- WORK ITEM
Count the lines below that contain the word "EnvFilter", and state only that number.

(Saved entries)
____

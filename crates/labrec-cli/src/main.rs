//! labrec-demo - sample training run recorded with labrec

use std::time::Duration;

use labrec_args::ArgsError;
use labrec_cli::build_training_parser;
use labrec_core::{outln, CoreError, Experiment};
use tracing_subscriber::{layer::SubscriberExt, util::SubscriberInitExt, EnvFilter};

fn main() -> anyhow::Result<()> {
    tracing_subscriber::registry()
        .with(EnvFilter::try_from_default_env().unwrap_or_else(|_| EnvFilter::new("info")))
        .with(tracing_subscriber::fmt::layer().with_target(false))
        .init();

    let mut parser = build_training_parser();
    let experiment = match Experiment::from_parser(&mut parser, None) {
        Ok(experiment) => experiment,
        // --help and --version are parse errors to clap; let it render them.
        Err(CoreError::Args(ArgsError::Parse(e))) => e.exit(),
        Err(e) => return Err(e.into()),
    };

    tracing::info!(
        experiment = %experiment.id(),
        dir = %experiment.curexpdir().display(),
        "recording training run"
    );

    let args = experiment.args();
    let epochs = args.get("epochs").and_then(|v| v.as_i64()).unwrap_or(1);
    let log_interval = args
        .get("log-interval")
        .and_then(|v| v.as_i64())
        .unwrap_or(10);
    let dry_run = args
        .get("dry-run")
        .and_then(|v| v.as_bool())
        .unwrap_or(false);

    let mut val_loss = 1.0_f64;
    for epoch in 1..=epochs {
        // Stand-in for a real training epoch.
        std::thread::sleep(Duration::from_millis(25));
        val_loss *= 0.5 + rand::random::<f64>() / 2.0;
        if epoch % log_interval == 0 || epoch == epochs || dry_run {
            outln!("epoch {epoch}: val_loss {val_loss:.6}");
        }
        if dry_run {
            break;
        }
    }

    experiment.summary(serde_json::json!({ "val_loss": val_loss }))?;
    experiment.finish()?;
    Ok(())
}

____

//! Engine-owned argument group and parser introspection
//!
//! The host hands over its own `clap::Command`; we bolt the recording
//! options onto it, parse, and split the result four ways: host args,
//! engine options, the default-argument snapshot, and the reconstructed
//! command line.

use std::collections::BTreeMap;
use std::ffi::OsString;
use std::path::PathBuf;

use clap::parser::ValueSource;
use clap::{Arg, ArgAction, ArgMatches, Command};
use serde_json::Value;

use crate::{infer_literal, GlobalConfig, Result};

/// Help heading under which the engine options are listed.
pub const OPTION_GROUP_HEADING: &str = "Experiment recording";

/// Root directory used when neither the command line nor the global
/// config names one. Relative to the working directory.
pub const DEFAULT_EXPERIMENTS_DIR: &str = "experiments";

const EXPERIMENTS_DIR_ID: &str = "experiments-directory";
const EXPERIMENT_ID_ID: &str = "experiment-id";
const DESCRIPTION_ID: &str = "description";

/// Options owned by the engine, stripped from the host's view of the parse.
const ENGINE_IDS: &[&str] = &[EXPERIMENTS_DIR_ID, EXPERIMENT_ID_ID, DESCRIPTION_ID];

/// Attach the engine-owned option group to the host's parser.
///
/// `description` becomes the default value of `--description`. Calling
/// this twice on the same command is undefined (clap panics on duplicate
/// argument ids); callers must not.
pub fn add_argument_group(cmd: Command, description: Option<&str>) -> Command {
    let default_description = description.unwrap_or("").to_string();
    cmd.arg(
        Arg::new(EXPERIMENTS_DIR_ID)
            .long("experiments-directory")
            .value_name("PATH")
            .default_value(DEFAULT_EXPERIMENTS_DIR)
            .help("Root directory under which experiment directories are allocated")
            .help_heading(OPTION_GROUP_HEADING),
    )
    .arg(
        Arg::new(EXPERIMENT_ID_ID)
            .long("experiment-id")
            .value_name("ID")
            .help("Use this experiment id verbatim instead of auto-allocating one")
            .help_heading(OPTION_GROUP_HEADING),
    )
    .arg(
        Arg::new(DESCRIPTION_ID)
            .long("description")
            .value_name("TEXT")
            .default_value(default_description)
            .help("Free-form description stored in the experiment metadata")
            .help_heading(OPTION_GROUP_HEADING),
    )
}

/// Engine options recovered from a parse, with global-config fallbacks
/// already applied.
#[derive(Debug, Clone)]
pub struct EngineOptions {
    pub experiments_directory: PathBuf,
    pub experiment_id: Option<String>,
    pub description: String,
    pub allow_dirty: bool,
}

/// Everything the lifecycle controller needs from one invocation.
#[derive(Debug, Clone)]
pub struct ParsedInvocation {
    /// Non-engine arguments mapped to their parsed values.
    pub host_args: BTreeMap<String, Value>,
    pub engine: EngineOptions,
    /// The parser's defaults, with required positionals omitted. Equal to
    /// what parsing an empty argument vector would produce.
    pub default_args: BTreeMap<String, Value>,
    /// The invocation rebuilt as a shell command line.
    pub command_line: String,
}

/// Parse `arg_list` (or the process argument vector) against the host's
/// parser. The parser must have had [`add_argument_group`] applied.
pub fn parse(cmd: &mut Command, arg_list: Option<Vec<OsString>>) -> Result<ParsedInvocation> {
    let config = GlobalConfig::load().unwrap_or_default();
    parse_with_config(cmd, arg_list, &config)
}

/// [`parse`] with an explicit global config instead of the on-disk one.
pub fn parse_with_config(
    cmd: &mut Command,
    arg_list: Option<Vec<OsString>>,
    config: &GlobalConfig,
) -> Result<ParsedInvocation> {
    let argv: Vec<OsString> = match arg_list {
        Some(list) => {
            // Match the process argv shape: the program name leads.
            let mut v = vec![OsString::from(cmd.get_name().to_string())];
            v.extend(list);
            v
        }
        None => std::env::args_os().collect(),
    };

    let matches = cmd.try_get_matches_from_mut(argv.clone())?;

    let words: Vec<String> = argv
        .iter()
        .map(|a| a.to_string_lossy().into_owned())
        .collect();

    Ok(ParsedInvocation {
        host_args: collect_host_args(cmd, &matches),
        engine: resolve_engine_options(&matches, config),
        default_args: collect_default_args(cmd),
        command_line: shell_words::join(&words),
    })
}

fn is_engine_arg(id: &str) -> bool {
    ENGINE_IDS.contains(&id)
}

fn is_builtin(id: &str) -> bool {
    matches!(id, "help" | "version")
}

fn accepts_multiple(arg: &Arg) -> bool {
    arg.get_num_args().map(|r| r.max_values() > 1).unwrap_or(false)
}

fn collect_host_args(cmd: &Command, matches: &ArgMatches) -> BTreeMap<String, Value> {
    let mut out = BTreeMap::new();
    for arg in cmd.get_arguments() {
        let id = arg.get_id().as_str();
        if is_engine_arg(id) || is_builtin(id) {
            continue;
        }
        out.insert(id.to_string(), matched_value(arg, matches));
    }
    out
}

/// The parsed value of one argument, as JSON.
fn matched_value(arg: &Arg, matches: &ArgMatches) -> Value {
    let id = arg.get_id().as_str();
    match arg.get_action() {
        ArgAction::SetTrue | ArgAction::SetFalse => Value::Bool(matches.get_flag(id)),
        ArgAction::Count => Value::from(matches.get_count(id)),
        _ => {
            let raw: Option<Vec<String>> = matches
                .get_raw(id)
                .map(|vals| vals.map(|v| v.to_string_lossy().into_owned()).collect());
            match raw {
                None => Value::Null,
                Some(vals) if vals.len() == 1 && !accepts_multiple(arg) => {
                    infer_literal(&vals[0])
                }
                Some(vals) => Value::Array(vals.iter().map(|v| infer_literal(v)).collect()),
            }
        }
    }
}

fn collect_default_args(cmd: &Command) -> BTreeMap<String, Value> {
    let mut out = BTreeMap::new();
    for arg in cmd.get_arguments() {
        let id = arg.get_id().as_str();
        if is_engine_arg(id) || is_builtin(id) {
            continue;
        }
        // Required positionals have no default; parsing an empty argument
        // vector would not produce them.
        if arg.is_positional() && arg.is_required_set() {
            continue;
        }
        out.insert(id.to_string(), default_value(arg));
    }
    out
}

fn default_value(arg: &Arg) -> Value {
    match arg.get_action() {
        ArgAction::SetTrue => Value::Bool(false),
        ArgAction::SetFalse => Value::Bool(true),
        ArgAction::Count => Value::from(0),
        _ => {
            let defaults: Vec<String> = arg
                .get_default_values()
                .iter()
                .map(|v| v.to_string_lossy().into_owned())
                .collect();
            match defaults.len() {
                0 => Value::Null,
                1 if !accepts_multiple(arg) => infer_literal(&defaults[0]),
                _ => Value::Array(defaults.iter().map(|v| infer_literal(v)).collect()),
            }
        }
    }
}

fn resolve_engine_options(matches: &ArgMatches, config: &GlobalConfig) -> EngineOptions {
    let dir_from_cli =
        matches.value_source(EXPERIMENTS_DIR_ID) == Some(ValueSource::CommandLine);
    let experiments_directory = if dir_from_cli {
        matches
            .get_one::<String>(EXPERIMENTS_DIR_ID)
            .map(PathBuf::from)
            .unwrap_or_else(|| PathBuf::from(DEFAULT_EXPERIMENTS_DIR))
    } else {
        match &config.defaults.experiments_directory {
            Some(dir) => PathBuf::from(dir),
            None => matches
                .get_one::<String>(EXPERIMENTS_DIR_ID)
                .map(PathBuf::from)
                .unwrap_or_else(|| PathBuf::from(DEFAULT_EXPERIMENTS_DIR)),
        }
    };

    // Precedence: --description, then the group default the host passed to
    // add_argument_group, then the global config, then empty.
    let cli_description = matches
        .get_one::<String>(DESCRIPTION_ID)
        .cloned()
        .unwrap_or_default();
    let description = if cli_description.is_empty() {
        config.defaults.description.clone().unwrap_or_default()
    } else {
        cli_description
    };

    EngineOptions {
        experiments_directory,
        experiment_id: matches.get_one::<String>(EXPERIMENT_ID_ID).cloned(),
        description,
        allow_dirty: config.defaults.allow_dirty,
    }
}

____

- ANSWER TO THIS TASK
2